Gut microbial imbalance (dysbiosis) can contribute to intestinal inflammation. Inflammation-driven colon cancer is a leading cause of death in the aged. We hypothesize that intestinal dysbiosis occurs with age and contributes to colon cancer susceptibility. We found that aged mice (~20 mos) had increased basal colon inflammation. Young mice (~3 mos) treated with AOM/DSS, an established model of inflammation-driven colon cancer, got transient colitis followed by colon cancer as expected. By striking contrast, aged mice on AOM/DSS developed severe, fatal, acute colitis preventing carcinogenesis studies.

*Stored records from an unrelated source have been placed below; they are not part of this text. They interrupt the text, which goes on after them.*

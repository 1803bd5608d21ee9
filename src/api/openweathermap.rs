//! OpenWeatherMap client: One Call forecast plus direct and reverse geocoding
//!
//! The API key travels as the `appid` query parameter.

use std::time::Duration;

use parking_lot::Mutex;
use reqwest::StatusCode;
use reqwest::blocking::Client;
use tracing::{debug, info, instrument, warn};

use super::{ForecastSource, RateLimiter, decode_json, ensure_success, send};
use crate::config::ForecastApiConfig;
use crate::models::{Coordinates, ForecastData, LocationCandidate, UnitSystem};
use crate::{Result, SkycastError};

/// Maximum number of direct geocoding matches requested
const SEARCH_LIMIT: u32 = 15;

/// Blocking client for the forecast provider
pub struct ForecastClient {
    client: Client,
    api_key: String,
    base_url: String,
    language: String,
    rate_limiter: Mutex<RateLimiter>,
}

impl ForecastClient {
    /// Create a new forecast client
    pub fn new(config: &ForecastApiConfig) -> Result<Self> {
        if config.api_key.is_empty() {
            return Err(SkycastError::config(
                "Forecast API key is missing. Set forecast.api_key or SKYCAST_FORECAST__API_KEY.",
            ));
        }

        let client = Client::builder()
            .timeout(Duration::from_secs(config.timeout_seconds.into()))
            .user_agent(concat!("Skycast/", env!("CARGO_PKG_VERSION")))
            .build()
            .map_err(|e| SkycastError::config(format!("Failed to create HTTP client: {e}")))?;

        Ok(Self {
            client,
            api_key: config.api_key.clone(),
            base_url: config.base_url.trim_end_matches('/').to_string(),
            language: config.language.clone(),
            rate_limiter: Mutex::new(RateLimiter::per_minute(config.max_requests_per_minute)),
        })
    }

    fn get(&self, url: &str) -> Result<reqwest::blocking::Response> {
        send(self.client.get(url), &self.rate_limiter, url)
    }
}

impl ForecastSource for ForecastClient {
    #[instrument(skip(self), fields(lat = coordinates.latitude, lon = coordinates.longitude))]
    fn fetch_forecast(&self, coordinates: Coordinates, units: UnitSystem) -> Result<ForecastData> {
        let url = format!(
            "{}/data/2.5/onecall?lat={}&lon={}&exclude=minutely&lang={}&units={}&appid={}",
            self.base_url,
            coordinates.latitude,
            coordinates.longitude,
            urlencoding::encode(&self.language),
            units.as_str(),
            urlencoding::encode(&self.api_key)
        );

        let response = ensure_success(self.get(&url)?)?;
        let raw: raw::OneCallResponse = decode_json(response, "forecast")?;
        let forecast = ForecastData::try_from(raw)?;

        info!(
            "Retrieved forecast for {} with {} hourly and {} daily entries",
            coordinates,
            forecast.hourly.len(),
            forecast.daily.len()
        );
        Ok(forecast)
    }

    #[instrument(skip(self), fields(lat = coordinates.latitude, lon = coordinates.longitude))]
    fn fetch_location_name(&self, coordinates: Coordinates) -> Result<String> {
        let url = format!(
            "{}/geo/1.0/reverse?lat={}&lon={}&appid={}",
            self.base_url,
            coordinates.latitude,
            coordinates.longitude,
            urlencoding::encode(&self.api_key)
        );

        let response = ensure_success(self.get(&url)?)?;
        let places: Vec<LocationCandidate> = decode_json(response, "reverse geocoding")?;

        let name = places
            .into_iter()
            .next()
            .map(|place| place.name)
            .ok_or_else(|| {
                SkycastError::empty_set(format!("No place name found for {coordinates}"))
            })?;

        debug!("Reverse geocoded {} to '{}'", coordinates, name);
        Ok(name)
    }

    #[instrument(skip(self))]
    fn search_locations(&self, query: &str) -> Result<Vec<LocationCandidate>> {
        let url = format!(
            "{}/geo/1.0/direct?q={}&limit={}&appid={}",
            self.base_url,
            urlencoding::encode(query),
            SEARCH_LIMIT,
            urlencoding::encode(&self.api_key)
        );

        let response = self.get(&url)?;
        // The provider answers unknown names with a 404
        if response.status() == StatusCode::NOT_FOUND {
            warn!("No results found for location '{}'", query);
            return Ok(Vec::new());
        }

        let candidates: Vec<LocationCandidate> =
            decode_json(ensure_success(response)?, "geocoding")?;

        if candidates.is_empty() {
            warn!("No results found for location '{}'", query);
        } else {
            info!("Found {} geocoding results for '{}'", candidates.len(), query);
        }
        Ok(candidates)
    }
}

/// Wire format of the One Call API and its conversion into [`ForecastData`]
mod raw {
    use chrono::{DateTime, Utc};
    use serde::Deserialize;

    use crate::SkycastError;
    use crate::models::{Conditions, DailyWeather, DayTemperatures, ForecastData, HourlyWeather};

    #[derive(Debug, Deserialize)]
    pub struct OneCallResponse {
        pub lat: f64,
        pub lon: f64,
        pub timezone: String,
        pub current: RawHourly,
        #[serde(default)]
        pub hourly: Vec<RawHourly>,
        #[serde(default)]
        pub daily: Vec<RawDaily>,
    }

    #[derive(Debug, Deserialize)]
    pub struct RawCondition {
        pub id: i32,
        pub main: String,
        pub description: String,
        pub icon: String,
    }

    #[derive(Debug, Deserialize)]
    pub struct RawHourly {
        pub dt: i64,
        pub temp: f64,
        pub feels_like: f64,
        pub pressure: u32,
        pub humidity: u8,
        pub wind_speed: f64,
        pub wind_deg: f64,
        pub weather: Vec<RawCondition>,
    }

    #[derive(Debug, Deserialize)]
    pub struct RawDayTemps {
        pub morn: f64,
        pub day: f64,
        pub eve: f64,
        pub night: f64,
        pub min: f64,
        pub max: f64,
    }

    #[derive(Debug, Deserialize)]
    pub struct RawDaily {
        pub dt: i64,
        pub temp: RawDayTemps,
        pub pressure: u32,
        pub humidity: u8,
        pub wind_speed: f64,
        pub wind_deg: f64,
        pub weather: Vec<RawCondition>,
    }

    fn timestamp(dt: i64) -> Result<DateTime<Utc>, SkycastError> {
        DateTime::from_timestamp(dt, 0)
            .ok_or_else(|| SkycastError::decode(format!("Timestamp out of range: {dt}")))
    }

    fn conditions(dt: i64, weather: Vec<RawCondition>) -> Result<Conditions, SkycastError> {
        let first = weather
            .into_iter()
            .next()
            .ok_or_else(|| SkycastError::decode("Forecast entry without weather conditions"))?;

        Ok(Conditions {
            code: first.id,
            title: first.main,
            description: first.description,
            icon: first.icon,
            time: timestamp(dt)?,
        })
    }

    impl TryFrom<RawHourly> for HourlyWeather {
        type Error = SkycastError;

        fn try_from(raw: RawHourly) -> Result<Self, Self::Error> {
            Ok(HourlyWeather {
                conditions: conditions(raw.dt, raw.weather)?,
                temperature: raw.temp,
                feels_like: raw.feels_like,
                pressure: raw.pressure,
                humidity: raw.humidity,
                wind_speed: raw.wind_speed,
                wind_direction: raw.wind_deg,
            })
        }
    }

    impl TryFrom<RawDaily> for DailyWeather {
        type Error = SkycastError;

        fn try_from(raw: RawDaily) -> Result<Self, Self::Error> {
            Ok(DailyWeather {
                conditions: conditions(raw.dt, raw.weather)?,
                temperatures: DayTemperatures {
                    morning: raw.temp.morn,
                    day: raw.temp.day,
                    evening: raw.temp.eve,
                    night: raw.temp.night,
                    min: raw.temp.min,
                    max: raw.temp.max,
                },
                pressure: raw.pressure,
                humidity: raw.humidity,
                wind_speed: raw.wind_speed,
                wind_direction: raw.wind_deg,
            })
        }
    }

    impl TryFrom<OneCallResponse> for ForecastData {
        type Error = SkycastError;

        fn try_from(raw: OneCallResponse) -> Result<Self, Self::Error> {
            Ok(ForecastData {
                latitude: raw.lat,
                longitude: raw.lon,
                timezone: raw.timezone,
                current: raw.current.try_into()?,
                hourly: raw
                    .hourly
                    .into_iter()
                    .map(HourlyWeather::try_from)
                    .collect::<Result<_, _>>()?,
                daily: raw
                    .daily
                    .into_iter()
                    .map(DailyWeather::try_from)
                    .collect::<Result<_, _>>()?,
            })
        }
    }
}

#[cfg(test)]
mod tests {
    use super::*;
    use serde_json::json;

    fn hourly(dt: i64, id: i32) -> serde_json::Value {
        json!({
            "dt": dt, "temp": 3.5, "feels_like": 0.2, "pressure": 1012, "humidity": 87,
            "dew_point": 1.5, "wind_speed": 4.1, "wind_deg": 200,
            "weather": [{"id": id, "main": "Rain", "description": "light rain", "icon": "10d"}]
        })
    }

    #[test]
    fn test_decode_one_call_converts_timestamps() {
        let body = json!({
            "lat": 61.4991, "lon": 23.7871, "timezone": "Europe/Helsinki", "timezone_offset": 10800,
            "current": hourly(1_700_000_000, 500),
            "hourly": [hourly(1_700_000_000, 500), hourly(1_700_003_600, 501)],
            "daily": [{
                "dt": 1_700_000_000,
                "temp": {"morn": 1.0, "day": 4.0, "eve": 3.0, "night": 0.5, "min": 0.1, "max": 4.5},
                "feels_like": {"morn": -1.0, "day": 2.0, "eve": 1.0, "night": -2.0},
                "pressure": 1010, "humidity": 90, "wind_speed": 5.0, "wind_deg": 180,
                "weather": [{"id": 600, "main": "Snow", "description": "light snow", "icon": "13d"}]
            }]
        });

        let raw: raw::OneCallResponse = serde_json::from_value(body).unwrap();
        let forecast = ForecastData::try_from(raw).unwrap();

        assert_eq!(forecast.current_code(), 500);
        assert_eq!(forecast.current.conditions.time.timestamp(), 1_700_000_000);
        assert_eq!(forecast.hourly.len(), 2);
        assert_eq!(forecast.hourly[1].conditions.code, 501);
        assert_eq!(forecast.daily[0].temperatures.max, 4.5);
        assert_eq!(forecast.daily[0].conditions.title, "Snow");
    }

    #[test]
    fn test_entry_without_conditions_is_decode_error() {
        let mut entry = hourly(1_700_000_000, 800);
        entry["weather"] = json!([]);
        let body = json!({"lat": 0.0, "lon": 0.0, "timezone": "UTC", "current": entry});

        let raw: raw::OneCallResponse = serde_json::from_value(body).unwrap();
        assert!(matches!(
            ForecastData::try_from(raw),
            Err(SkycastError::Decode { .. })
        ));
    }

    #[test]
    fn test_client_requires_api_key() {
        let config = ForecastApiConfig::default();
        assert!(matches!(
            ForecastClient::new(&config),
            Err(SkycastError::Config { .. })
        ));
    }
}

We also found that the colon microbiome is age-dependent. Gut flora-ablating antibiotics (abx) in young mice on AOM/DSS did not alter acute colitis or cancer. Strikingly, old mice on abx were highly protected from AOM/DSS-induced colitis and colon cancer, consistent with age-related dysbiosis causing increased risk for colitis and inflammation driven-colon cancer. PD-1 regulates gut flora in young mice and B7-H1 is its ligand. Aged B7-H1-/- mice given AOM/DSS, but no abx, did not develop acute colitis or colon cancer, suggesting that B7-H1 mediates age-related gut dysbiosis, inflammation and colon cancer risk. Taken together, our data suggest that age-related, B7-H1-dependent gut dysbiosis increases colon inflammation and susceptibility to colon carcinogenesis. Ongoing co-housing (WT/B7-H1 and young/aged) and other studies are defining specific immune mechanisms.